INSTRUCTIONS TO FOLLOW:
All records that follow are to be output exactly.

DATA FOR PROCESSING:
····················
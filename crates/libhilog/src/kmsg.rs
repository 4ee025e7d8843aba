//! Kernel ring buffer ingestion.
//!
//! `/dev/kmsg` yields one record per read in the form
//! `PRIORITY,SEQNUM,TIMESTAMP,FLAGS;MESSAGE`, optionally followed by
//! continuation lines starting with a space that carry `KEY=value`
//! dictionary pairs.  Continuation lines are ignored.

use crate::buffer::LogBuffer;
use crate::log_entry::{LogEntry, LogLevel, LogType};
use crate::properties::Properties;
use std::fs::{File, OpenOptions};
use std::io::{self, BufRead, BufReader};
use std::os::unix::fs::OpenOptionsExt;
use std::path::{Path, PathBuf};
use std::sync::Arc;
use std::sync::atomic::{AtomicBool, Ordering};
use std::thread;
use std::time::Duration;

pub const KMSG_TAG: &str = "kmsg";

/// How long to sleep when the device has nothing to read.
const KMSG_IDLE: Duration = Duration::from_millis(100);

/// Parse a `/dev/kmsg` line into a kernel record.
pub fn parse_kmsg_line(line: &str) -> Option<LogEntry> {
    if line.starts_with(' ') {
        return None;
    }
    let line = line.trim_end();
    if line.is_empty() {
        return None;
    }

    let mut entry = LogEntry::new(LogType::Kmsg, LogLevel::Info, 0, KMSG_TAG, line);
    entry.pid = 0;

    let Some((header, message)) = line.split_once(';') else {
        return Some(entry);
    };
    entry.content = message.to_string();

    // "priority,seqnum,timestamp,flags"
    let mut parts = header.split(',');
    if let Some(pri) = parts.next().and_then(|p| p.parse::<u32>().ok()) {
        entry.level = LogLevel::from_syslog_priority((pri & 7) as u8);
    }
    if let Some(usec) = parts.nth(1).and_then(|t| t.parse::<u64>().ok()) {
        entry.mono_sec = (usec / 1_000_000) as u32;
    }

    Some(entry)
}

pub struct KmsgReader {
    path: PathBuf,
    buffer: Arc<LogBuffer>,
    props: Arc<Properties>,
    stop: Arc<AtomicBool>,
}

impl KmsgReader {
    pub fn new(
        path: &Path,
        buffer: Arc<LogBuffer>,
        props: Arc<Properties>,
        stop: Arc<AtomicBool>,
    ) -> Self {
        KmsgReader {
            path: path.to_path_buf(),
            buffer,
            props,
            stop,
        }
    }

    fn open(&self) -> io::Result<File> {
        OpenOptions::new()
            .read(true)
            .custom_flags(libc::O_NONBLOCK)
            .open(&self.path)
    }

    /// Read until the stop flag is set.  Returns the number of records
    /// inserted.
    pub fn run(&self) -> u64 {
        let file = match self.open() {
            Ok(f) => f,
            Err(e) => {
                log::warn!("Failed to open {}: {}", self.path.display(), e);
                return 0;
            }
        };
        log::info!("Reading kernel messages from {}", self.path.display());

        let mut reader = BufReader::new(file);
        let mut line = String::new();
        let mut inserted = 0;
        while !self.stop.load(Ordering::Acquire) {
            match reader.read_line(&mut line) {
                Ok(0) => {
                    thread::sleep(KMSG_IDLE);
                    continue;
                }
                Ok(_) if !line.ends_with('\n') => continue,
                Ok(_) => {}
                Err(e) if e.kind() == io::ErrorKind::WouldBlock => {
                    thread::sleep(KMSG_IDLE);
                    continue;
                }
                // EPIPE: the ring buffer wrapped past our position.
                Err(e) if e.raw_os_error() == Some(libc::EPIPE) => {
                    log::debug!("Kernel messages were overwritten before being read");
                    line.clear();
                    continue;
                }
                Err(e) => {
                    log::error!("kmsg read error: {}", e);
                    break;
                }
            }

            if self.props.is_kmsg_on()
                && let Some(entry) = parse_kmsg_line(&line)
            {
                self.buffer.insert(entry);
                inserted += 1;
            }
            line.clear();
        }
        log::debug!("Kmsg reader stopped after {} records", inserted);
        inserted
    }
}
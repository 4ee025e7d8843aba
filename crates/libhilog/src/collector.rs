//! Entry point for records arriving on the input socket.
//!
//! Every datagram is decoded, checked against the loggable level, passed
//! through flow control and, if admitted, inserted into the buffer.  When
//! flow control reports lines dropped in an earlier window, a `LOGLIMIT`
//! warning is inserted just before the admitted record.

use crate::buffer::LogBuffer;
use crate::flow_control::{FlowControl, FlowSwitches, FlowVerdict};
use crate::log_entry::{LogEntry, LogLevel};
use crate::properties::Properties;
use crate::protocol::record;
use std::sync::Arc;

pub const DROP_MARKER_TAG: &str = "LOGLIMIT";

pub struct LogCollector {
    buffer: Arc<LogBuffer>,
    flow: Arc<FlowControl>,
    props: Arc<Properties>,
}

impl LogCollector {
    pub fn new(buffer: Arc<LogBuffer>, flow: Arc<FlowControl>, props: Arc<Properties>) -> Self {
        LogCollector {
            buffer,
            flow,
            props,
        }
    }

    /// Handle one raw datagram.  Returns the bytes stored for it.
    pub fn on_datagram(&self, data: &[u8]) -> usize {
        match record::decode(data) {
            Ok(entry) => self.collect(entry),
            Err(e) => {
                log::debug!("Discarding malformed record ({} bytes): {}", data.len(), e);
                0
            }
        }
    }

    pub fn collect(&self, entry: LogEntry) -> usize {
        if !self
            .props
            .is_loggable(entry.domain, &entry.tag, entry.level)
        {
            return 0;
        }

        let switches = FlowSwitches {
            process: self.props.is_process_flowctrl_on(),
            domain: self.props.is_domain_flowctrl_on(),
            debug: self.props.is_debug_on(),
        };
        match self.flow.check(&entry, switches) {
            FlowVerdict::Drop => {
                self.buffer.count_dropped(entry.log_type, entry.domain, 1);
                0
            }
            FlowVerdict::Admit { dropped } => {
                if dropped > 0 {
                    self.buffer.insert(drop_marker(&entry, dropped));
                }
                self.buffer.insert(entry)
            }
        }
    }
}

fn drop_marker(entry: &LogEntry, dropped: u64) -> LogEntry {
    LogEntry {
        level: LogLevel::Warn,
        tag: DROP_MARKER_TAG.to_string(),
        content: format!("{} line(s) dropped!", dropped),
        ..entry.clone()
    }
}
····················
SOLUTION:
filename crates/libhilog/src/kmsg.rs
repository 4ee025e7d8843aba
//! Kernel ring buffer ingestion.
//!
//! `/dev/kmsg` yields one record per read in the form
//! `PRIORITY,SEQNUM,TIMESTAMP,FLAGS;MESSAGE`, optionally followed by
//! continuation lines starting with a space that carry `KEY=value`
//! dictionary pairs.  Continuation lines are ignored.

use crate::buffer::LogBuffer;
use crate::log_entry::{LogEntry, LogLevel, LogType};
use crate::properties::Properties;
use std::fs::{File, OpenOptions};
use std::io::{self, BufRead, BufReader};
use std::os::unix::fs::OpenOptionsExt;
use std::path::{Path, PathBuf};
use std::sync::Arc;
use std::sync::atomic::{AtomicBool, Ordering};
use std::thread;
use std::time::Duration;

pub const KMSG_TAG: &str = "kmsg";

/// How long to sleep when the device has nothing to read.
const KMSG_IDLE: Duration = Duration::from_millis(100);

/// Parse a `/dev/kmsg` line into a kernel record.
pub fn parse_kmsg_line(line: &str) -> Option<LogEntry> {
    if line.starts_with(' ') {
        return None;
    }
    let line = line.trim_end();
    if line.is_empty() {
        return None;
    }

    let mut entry = LogEntry::new(LogType::Kmsg, LogLevel::Info, 0, KMSG_TAG, line);
    entry.pid = 0;

    let Some((header, message)) = line.split_once(';') else {
        return Some(entry);
    };
    entry.content = message.to_string();

    // "priority,seqnum,timestamp,flags"
    let mut parts = header.split(',');
    if let Some(pri) = parts.next().and_then(|p| p.parse::<u32>().ok()) {
        entry.level = LogLevel::from_syslog_priority((pri & 7) as u8);
    }
    if let Some(usec) = parts.nth(1).and_then(|t| t.parse::<u64>().ok()) {
        entry.mono_sec = (usec / 1_000_000) as u32;
    }

    Some(entry)
}

pub struct KmsgReader {
    path: PathBuf,
    buffer: Arc<LogBuffer>,
    props: Arc<Properties>,
    stop: Arc<AtomicBool>,
}

impl KmsgReader {
    pub fn new(
        path: &Path,
        buffer: Arc<LogBuffer>,
        props: Arc<Properties>,
        stop: Arc<AtomicBool>,
    ) -> Self {
        KmsgReader {
            path: path.to_path_buf(),
            buffer,
            props,
            stop,
        }
    }

    fn open(&self) -> io::Result<File> {
        OpenOptions::new()
            .read(true)
            .custom_flags(libc::O_NONBLOCK)
            .open(&self.path)
    }

    /// Read until the stop flag is set.  Returns the number of records
    /// inserted.
    pub fn run(&self) -> u64 {
        let file = match self.open() {
            Ok(f) => f,
            Err(e) => {
                log::warn!("Failed to open {}: {}", self.path.display(), e);
                return 0;
            }
        };
        log::info!("Reading kernel messages from {}", self.path.display());

        let mut reader = BufReader::new(file);
        let mut line = String::new();
        let mut inserted = 0;
        while !self.stop.load(Ordering::Acquire) {
            match reader.read_line(&mut line) {
                Ok(0) => {
                    thread::sleep(KMSG_IDLE);
                    continue;
                }
                Ok(_) if !line.ends_with('\n') => continue,
                Ok(_) => {}
                Err(e) if e.kind() == io::ErrorKind::WouldBlock => {
                    thread::sleep(KMSG_IDLE);
                    continue;
                }
                // EPIPE: the ring buffer wrapped past our position.
                Err(e) if e.raw_os_error() == Some(libc::EPIPE) => {
                    log::debug!("Kernel messages were overwritten before being read");
                    line.clear();
                    continue;
                }
                Err(e) => {
                    log::error!("kmsg read error: {}", e);
                    break;
                }
            }

            if self.props.is_kmsg_on()
                && let Some(entry) = parse_kmsg_line(&line)
            {
                self.buffer.insert(entry);
                inserted += 1;
            }
            line.clear();
        }
        log::debug!("Kmsg reader stopped after {} records", inserted);
        inserted
    }
}
repository 4ee025e7d8843aba
filename crates/libhilog/src/collector.rs
//! Entry point for records arriving on the input socket.
//!
//! Every datagram is decoded, checked against the loggable level, passed
//! through flow control and, if admitted, inserted into the buffer.  When
//! flow control reports lines dropped in an earlier window, a `LOGLIMIT`
//! warning is inserted just before the admitted record.

use crate::buffer::LogBuffer;
use crate::flow_control::{FlowControl, FlowSwitches, FlowVerdict};
use crate::log_entry::{LogEntry, LogLevel};
use crate::properties::Properties;
use crate::protocol::record;
use std::sync::Arc;

pub const DROP_MARKER_TAG: &str = "LOGLIMIT";

pub struct LogCollector {
    buffer: Arc<LogBuffer>,
    flow: Arc<FlowControl>,
    props: Arc<Properties>,
}

impl LogCollector {
    pub fn new(buffer: Arc<LogBuffer>, flow: Arc<FlowControl>, props: Arc<Properties>) -> Self {
        LogCollector {
            buffer,
            flow,
            props,
        }
    }

    /// Handle one raw datagram.  Returns the bytes stored for it.
    pub fn on_datagram(&self, data: &[u8]) -> usize {
        match record::decode(data) {
            Ok(entry) => self.collect(entry),
            Err(e) => {
                log::debug!("Discarding malformed record ({} bytes): {}", data.len(), e);
                0
            }
        }
    }

    pub fn collect(&self, entry: LogEntry) -> usize {
        if !self
            .props
            .is_loggable(entry.domain, &entry.tag, entry.level)
        {
            return 0;
        }

        let switches = FlowSwitches {
            process: self.props.is_process_flowctrl_on(),
            domain: self.props.is_domain_flowctrl_on(),
            debug: self.props.is_debug_on(),
        };
        match self.flow.check(&entry, switches) {
            FlowVerdict::Drop => {
                self.buffer.count_dropped(entry.log_type, entry.domain, 1);
                0
            }
            FlowVerdict::Admit { dropped } => {
                if dropped > 0 {
                    self.buffer.insert(drop_marker(&entry, dropped));
                }
                self.buffer.insert(entry)
            }
        }
    }
}

fn drop_marker(entry: &LogEntry, dropped: u64) -> LogEntry {
    LogEntry {
        level: LogLevel::Warn,
        tag: DROP_MARKER_TAG.to_string(),
        content: format!("{} line(s) dropped!", dropped),
        ..entry.clone()
    }
}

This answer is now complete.